Judul : Manusia Indonesia (Sebuah Pertanggungan Jawab)
Penulis : Mochtar Lubis
Tebal : 112 Halaman
Penerbit : Idayu Press
Terbit : 1977, Cetakan Kedua

Buku ini sebenarnya bukan buah pena Mochtar Lubis, melainkan ceramahnya yang disampaikan pada 6 April 1977 di Taman Ismail Marzuki, Jakarta. Ketika menyampaikan ceramahnya, Mochtar Lubis memaparkan beberapa ciri/karakter Manusia Indonesia belakangan yang ia rangkum menjadi ‘Situasi Manusia Indonesia kini, dilihat dari segi kebudayaan dan nilai manusia’.

Analisanya tentang Manusia Indonesia dilihat dari berbagai aspek budaya, sosial, agama, dll, pada mulanya hanya diterbitkan oleh beberapa media cetak. Kemudian penerbit Idayu Press menerbitkannya menjadi sebuah buku dan diubah judulnya menjadi ‘Manusia Indonesia, (Sebuah Pertanggungan Jawab)’ atas persetujuan Mochtar Lubis terlebih dahulu.

Lebih dari 36 tahun (1977 hingga 2013) buku ini hadir di tangan pembaca. Mari kita bahas satu persatu ciri Manusia Indonesia tersebut dan kita kaitkan relevansinya dengan Manusia Indonesia di tahun 2013 kini.

Menurut Mochtar Lubis, sedikitnya ada enam ciri Manusia Indonesia saat itu. Hal itu ia kemukakan lewat pengamatan dan penelitiannya selama ini dilihat dari kerangka sikap dan watak perkembangan pribadi bangsa Indonesia umumnya dalam sejarah perkembangan kebudayaan.

1. Ciri Pertama : Munafik
2. Ciri Kedua : Segan dan Enggan Bertanggungjawab
3. Ciri Ketiga : Jiwa Feodalistik
4. Ciri Keempat : Percaya Takhayul
5. Ciri Kelima : Artistik
6. Ciri Keenam : Watak yang Lemah

1. “Tanda-tanda orang munafik itu ada tiga, yaitu; jika berbicara berdusta, jika berjanji mengingkari, dan jika dipercaya berkhianat.” (HR. Bukhari, Muslim).

Adakah di antara kita yang tidak munafik? Adakah di antara kita yang tidak pernah berdusta, ingkar janji, atau berkhianat? Hadits di atas menjadi cermin buat kita semua sebagai Manusia Indonesia, apakah kita termasuk golongan orang-orang yang munafik atau tidak?

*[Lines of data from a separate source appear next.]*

//! Error types for the orchestrator

use remora_client::ClientError;
use remora_core::{CancelReason, JobHandle, JobStatus};
use std::path::PathBuf;
use thiserror::Error;

/// Result type alias for orchestrator operations
pub type Result<T> = std::result::Result<T, OrchestratorError>;

/// Failures that end an orchestration run
///
/// Transient status query failures never appear here; the polling loop
/// absorbs them.
#[derive(Debug, Error)]
pub enum OrchestratorError {
    /// The job could not be created; a fresh spec may be submitted
    #[error("Job submission failed: {0}")]
    Submission(#[source] ClientError),

    /// A status query failed in a way retrying will not fix
    #[error("Status query for job {handle} failed: {source}")]
    Describe {
        handle: JobHandle,
        #[source]
        source: ClientError,
    },

    /// The remote service reported an authoritative negative outcome
    #[error("Job {handle} finished with status {status}")]
    TerminalFailure { handle: JobHandle, status: JobStatus },

    /// Too many consecutive status queries failed
    #[error("Status of job {handle} unavailable after {attempts} attempt(s)")]
    StatusUnavailable { handle: JobHandle, attempts: u32 },

    /// The local wait was abandoned; the remote job keeps running
    #[error("Wait for job {handle} cancelled ({reason:?})")]
    Cancelled {
        handle: JobHandle,
        reason: CancelReason,
    },

    /// Artifacts could not be copied
    #[error(transparent)]
    Retrieval(#[from] RetrievalError),
}

/// Failures while mirroring an artifact tree
///
/// Every variant carries the relative paths copied before the failure so a
/// caller can resume a partial download.
#[derive(Debug, Error)]
pub enum RetrievalError {
    #[error("Artifact retrieval cancelled after {} file(s)", .copied.len())]
    Cancelled { copied: Vec<String> },

    #[error("Failed to list artifacts under {prefix}: {source}")]
    Listing {
        prefix: String,
        #[source]
        source: ClientError,
    },

    #[error("Listing of {prefix} repeated continuation token '{token}'")]
    IncompleteListing { prefix: String, token: String },

    #[error("Failed to download {key} after {attempts} attempt(s): {source}")]
    Transfer {
        key: String,
        attempts: u32,
        #[source]
        source: ClientError,
        copied: Vec<String>,
    },

    #[error("Refusing to write artifact with unsafe path: {key}")]
    UnsafePath { key: String, copied: Vec<String> },

    #[error("Failed to write {path}: {source}")]
    Io {
        path: PathBuf,
        #[source]
        source: std::io::Error,
        copied: Vec<String>,
    },
}

impl RetrievalError {
    /// Relative paths successfully copied before the failure
    pub fn copied(&self) -> &[String] {
        match self {
            Self::Cancelled { copied }
            | Self::Transfer { copied, .. }
            | Self::UnsafePath { copied, .. }
            | Self::Io { copied, .. } => copied,
            Self::Listing { .. } | Self::IncompleteListing { .. } => &[],
        }
    }
}
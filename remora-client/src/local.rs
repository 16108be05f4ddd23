//! Directory-backed object store
//!
//! Serves a local directory tree through the [`ObjectStore`] contract. Keys
//! are `/`-separated paths relative to the root. Useful for mounted buckets
//! and for exercising retrieval without a network.

use async_trait::async_trait;
use remora_core::dto::storage::ListObjectsResponse;
use std::fs;
use std::path::{Component, Path, PathBuf};

use crate::error::{ClientError, Result};
use crate::storage::ObjectStore;

const DEFAULT_PAGE_SIZE: usize = 1000;

/// Object store over a local directory
#[derive(Debug, Clone)]
pub struct LocalObjectStore {
    root: PathBuf,
    page_size: usize,
}

impl LocalObjectStore {
    pub fn new(root: impl Into<PathBuf>) -> Self {
        Self {
            root: root.into(),
            page_size: DEFAULT_PAGE_SIZE,
        }
    }

    /// Sets how many keys a single `list` call returns
    pub fn with_page_size(mut self, page_size: usize) -> Self {
        self.page_size = page_size.max(1);
        self
    }

    pub fn root(&self) -> &Path {
        &self.root
    }

    fn resolve(&self, key: &str) -> Result<PathBuf> {
        let relative = Path::new(key);
        let safe = !key.is_empty()
            && relative
                .components()
                .all(|c| matches!(c, Component::Normal(_)));

        if !safe {
            return Err(ClientError::InvalidRequest(format!(
                "Not an object key: '{}'",
                key
            )));
        }

        Ok(self.root.join(relative))
    }
}

#[async_trait]
impl ObjectStore for LocalObjectStore {
    async fn list(&self, prefix: &str, continuation: Option<&str>) -> Result<ListObjectsResponse> {
        let offset = match continuation {
            Some(token) => token.parse::<usize>().map_err(|_| {
                ClientError::InvalidRequest(format!("Invalid continuation token: '{}'", token))
            })?,
            None => 0,
        };

        let root = self.root.clone();
        let prefix = prefix.to_string();
        let mut keys = tokio::task::spawn_blocking(move || collect_keys(&root))
            .await
            .map_err(|e| ClientError::InternalError(format!("Listing task failed: {}", e)))??;

        keys.retain(|key| key.starts_with(&prefix));
        keys.sort();

        let end = (offset + self.page_size).min(keys.len());
        let next_token = (end < keys.len()).then(|| end.to_string());
        let page = keys.get(offset..end).map(<[String]>::to_vec).unwrap_or_default();

        Ok(ListObjectsResponse {
            keys: page,
            next_token,
        })
    }

    async fn get(&self, key: &str) -> Result<Vec<u8>> {
        let path = self.resolve(key)?;

        match tokio::fs::read(&path).await {
            Ok(bytes) => Ok(bytes),
            Err(e) if e.kind() == std::io::ErrorKind::NotFound => {
                Err(ClientError::NotFound(key.to_string()))
            }
            Err(e) => Err(ClientError::io(path, e)),
        }
    }
}

/// Collects every file under `root` as a `/`-joined relative key
fn collect_keys(root: &Path) -> Result<Vec<String>> {
    let mut keys = Vec::new();
    if root.exists() {
        collect_recursive(root, "", &mut keys)?;
    }
    Ok(keys)
}

fn collect_recursive(dir: &Path, base: &str, keys: &mut Vec<String>) -> Result<()> {
    let entries = fs::read_dir(dir).map_err(|e| ClientError::io(dir, e))?;

    for entry in entries {
        let entry = entry.map_err(|e| ClientError::io(dir, e))?;
        let path = entry.path();
        let name = entry.file_name().to_string_lossy().into_owned();
        let key = if base.is_empty() {
            name
        } else {
            format!("{}/{}", base, name)
        };

        let file_type = entry.file_type().map_err(|e| ClientError::io(&path, e))?;
        if file_type.is_dir() {
            collect_recursive(&path, &key, keys)?;
        } else if file_type.is_file() {
            keys.push(key);
        }
    }

    Ok(())
}
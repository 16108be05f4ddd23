//! Error types for the Remora client

use std::path::PathBuf;
use thiserror::Error;

/// Result type alias for client operations
pub type Result<T> = std::result::Result<T, ClientError>;

/// Errors that can occur when talking to the execution service or object store
#[derive(Debug, Error)]
pub enum ClientError {
    /// HTTP request failed
    #[error("HTTP request failed: {0}")]
    RequestFailed(#[from] reqwest::Error),

    /// API returned an error status code
    #[error("API error (status {status}): {message}")]
    ApiError {
        /// HTTP status code
        status: u16,
        /// Error message from the API
        message: String,
    },

    /// Failed to parse response
    #[error("Failed to parse response: {0}")]
    ParseError(String),

    /// Resource not found
    #[error("Resource not found: {0}")]
    NotFound(String),

    /// Invalid request
    #[error("Invalid request: {0}")]
    InvalidRequest(String),

    /// Invalid client configuration
    #[error("Invalid configuration: {0}")]
    InvalidConfig(String),

    /// Local storage I/O failed
    #[error("I/O error on {path}: {source}")]
    Io {
        path: PathBuf,
        #[source]
        source: std::io::Error,
    },

    /// Internal error
    #[error("Internal error: {0}")]
    InternalError(String),
}

impl ClientError {
    /// Create an API error from status code and message
    pub fn api_error(status: u16, message: impl Into<String>) -> Self {
        Self::ApiError {
            status,
            message: message.into(),
        }
    }

    /// Create an I/O error bound to a path
    pub fn io(path: impl Into<PathBuf>, source: std::io::Error) -> Self {
        Self::Io {
            path: path.into(),
            source,
        }
    }

    /// Check if this error is a "not found" error
    pub fn is_not_found(&self) -> bool {
        match self {
            Self::NotFound(_) | Self::ApiError { status: 404, .. } => true,
            Self::Io { source, .. } => source.kind() == std::io::ErrorKind::NotFound,
            _ => false,
        }
    }

    /// Check if this error is a server error (5xx status)
    pub fn is_server_error(&self) -> bool {
        matches!(self, Self::ApiError { status, .. } if *status >= 500)
    }

    /// Check if the call itself failed in a way worth repeating
    ///
    /// Network blips, timeouts, throttling (429, 408) and server errors are
    /// transient. A connection dropped while sending the request or reading
    /// the body counts as a blip. Rejections and malformed responses are not.
    pub fn is_transient(&self) -> bool {
        match self {
            Self::RequestFailed(e) => match e.status() {
                Some(status) => status.is_server_error() || status.as_u16() == 429,
                None => e.is_timeout() || e.is_connect() || e.is_request() || e.is_body(),
            },
            Self::ApiError { status, .. } => {
                self.is_server_error() || *status == 408 || *status == 429
            }
            Self::Io { source, .. } => matches!(
                source.kind(),
                std::io::ErrorKind::Interrupted
                    | std::io::ErrorKind::TimedOut
                    | std::io::ErrorKind::WouldBlock
            ),
            Self::ParseError(_)
            | Self::NotFound(_)
            | Self::InvalidRequest(_)
            | Self::InvalidConfig(_)
            | Self::InternalError(_) => false,
        }
    }
}

#[cfg(test)]
mod tests {
    use super::*;

    #[test]
    fn test_throttling_and_server_errors_are_transient() {
        assert!(ClientError::api_error(429, "slow down").is_transient());
        assert!(ClientError::api_error(503, "unavailable").is_transient());
        assert!(ClientError::api_error(408, "timeout").is_transient());
    }

    #[test]
    fn test_rejections_are_not_transient() {
        assert!(!ClientError::api_error(400, "bad target").is_transient());
        assert!(!ClientError::api_error(404, "no such job").is_transient());
        assert!(!ClientError::ParseError("garbage".into()).is_transient());
    }

    #[test]
    fn test_status_classification() {
        let err = ClientError::api_error(404, "missing");
        assert!(err.is_not_found());
        assert!(!err.is_server_error());
        assert!(ClientError::api_error(502, "bad gateway").is_server_error());
    }

    #[test]
    fn test_io_classification() {
        let err = ClientError::io(
            "/tmp/x",
            std::io::Error::new(std::io::ErrorKind::TimedOut, "slow disk"),
        );
        assert!(err.is_transient());

        let err = ClientError::io(
            "/tmp/x",
            std::io::Error::new(std::io::ErrorKind::NotFound, "gone"),
        );
        assert!(err.is_not_found());
        assert!(!err.is_transient());
    }
}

Begitu banyak perilaku kemunafikan yang terjadi di sekitar kita. Berbondong-bondong orang banyak yang berkampanye dengan janji-janji manisnya di hadapan rakyat. Berjubel-jubel orang menyaksikan betapa banyaknya perilaku-perilaku ingkar janji. Bermodal popularitas dan elektabilitas, rakyat ditipu dengan janji-janji semu. Dengan senjata ‘katakan tidak pada korupsi’, rakyat diajak membenahi negeri. Nyatanya partai yang menolak korupsi itulah yang banyak terjaring kasus korupsi.

Seorang pemimpin muda karbitan semangat dengan slogan dan jargonnya seolah-olah bisa mengubah nasib bangsa. Nyatanya, ketika diberikan tanggung jawab kecil saja sudah tak sanggup. Hal itu yang membahayakan negeri ini. Politik dan pendidikan praktis tidak akan membuat seseorang cerdas, ikhlas, dan amanah. Justru hanya membuatnya overconfident tanpa berpikir jauh atas tindakannya.

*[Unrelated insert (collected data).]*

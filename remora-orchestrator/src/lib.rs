//! Remora Orchestrator
//!
//! Drives jobs on a remote execution service from submission to a terminal
//! state and mirrors the artifacts of successful jobs locally.
//!
//! Architecture:
//! - Configuration: polling cadence, local timeout and retry tunables
//! - Scheduler: the polling loop ([`PollingOrchestrator`])
//! - Services: progress reporting and artifact retrieval
//! - Runner: submit, wait and fetch composed into one call ([`JobRunner`])
//!
//! Cancellation only detaches the local wait. The remote job is never
//! stopped or modified.
//!
//! # Example
//!
//! ```no_run
//! use std::sync::Arc;
//! use remora_client::{HttpExecutionClient, HttpObjectStore, ServiceConfig};
//! use remora_core::{JobSpec, WaitMode};
//! use remora_orchestrator::{JobRunner, OrchestratorConfig};
//!
//! #[tokio::main]
//! async fn main() -> anyhow::Result<()> {
//!     let service = ServiceConfig::from_env()?;
//!     let runner = JobRunner::new(
//!         Arc::new(HttpExecutionClient::new(&service)?),
//!         Arc::new(HttpObjectStore::new(&service)?),
//!         OrchestratorConfig::from_env()?.with_output_dir("./artifacts"),
//!     );
//!
//!     let spec = JobSpec::generate("https://github.com/org/repo", "docs-output", "doc-gen")?;
//!     let (_handle, cancel) = runner.cancel_signal();
//!     let outcome = runner.run(&spec, WaitMode::default(), &cancel).await?;
//!
//!     println!("{:?}", outcome.poll().outcome);
//!     Ok(())
//! }
//! ```

pub mod cancel;
pub mod config;
pub mod error;
pub mod runner;
pub mod scheduler;
pub mod service;

pub use cancel::{CancelHandle, CancelSignal, cancel_pair, signal_pair};
pub use config::OrchestratorConfig;
pub use error::{OrchestratorError, Result, RetrievalError};
pub use runner::{JobRunner, RunOutcome};
pub use scheduler::{PollResultExt, PollingOrchestrator};
pub use service::{
    ArtifactRetriever, InMemoryReporter, NoopReporter, ProgressEvent, ProgressReporter,
    TracingReporter,
};
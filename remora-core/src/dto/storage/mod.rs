//! Object storage DTOs

use serde::{Deserialize, Serialize};

/// One page of an object listing
#[derive(Debug, Clone, Default, PartialEq, Eq, Serialize, Deserialize)]
pub struct ListObjectsResponse {
    /// Full object keys under the requested prefix
    pub keys: Vec<String>,
    /// Token for the next page, absent on the last page
    #[serde(default)]
    pub next_token: Option<String>,
}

Manusia jahil ialah antara apa yang dibicarakan dengan apa yang dilakukannya tidak sesuai. Serupa seekor katak yang terperosok ke dalam sumur, ia melihat dunia hanya ada di atas kepalanya saja. Padahal dunia ini jauh terbentang. Ia mengklaim telah berbuat perubahan besar, ia mengajak orang untuk turut serta bergabung dengan golongannya. Tapi di balik itu semua, ia telah berdusta, ingkar janji, dan berkhianat.

Ada yang ia lupakan, bahwa sebelum mengajak orang serta berbuat bersamanya, semestinyalah ia perbaiki dahulu sifat munafiknya. Karena bagaimanapun, tidak ada hal yang lebih sulit daripada memimpin diri sendiri.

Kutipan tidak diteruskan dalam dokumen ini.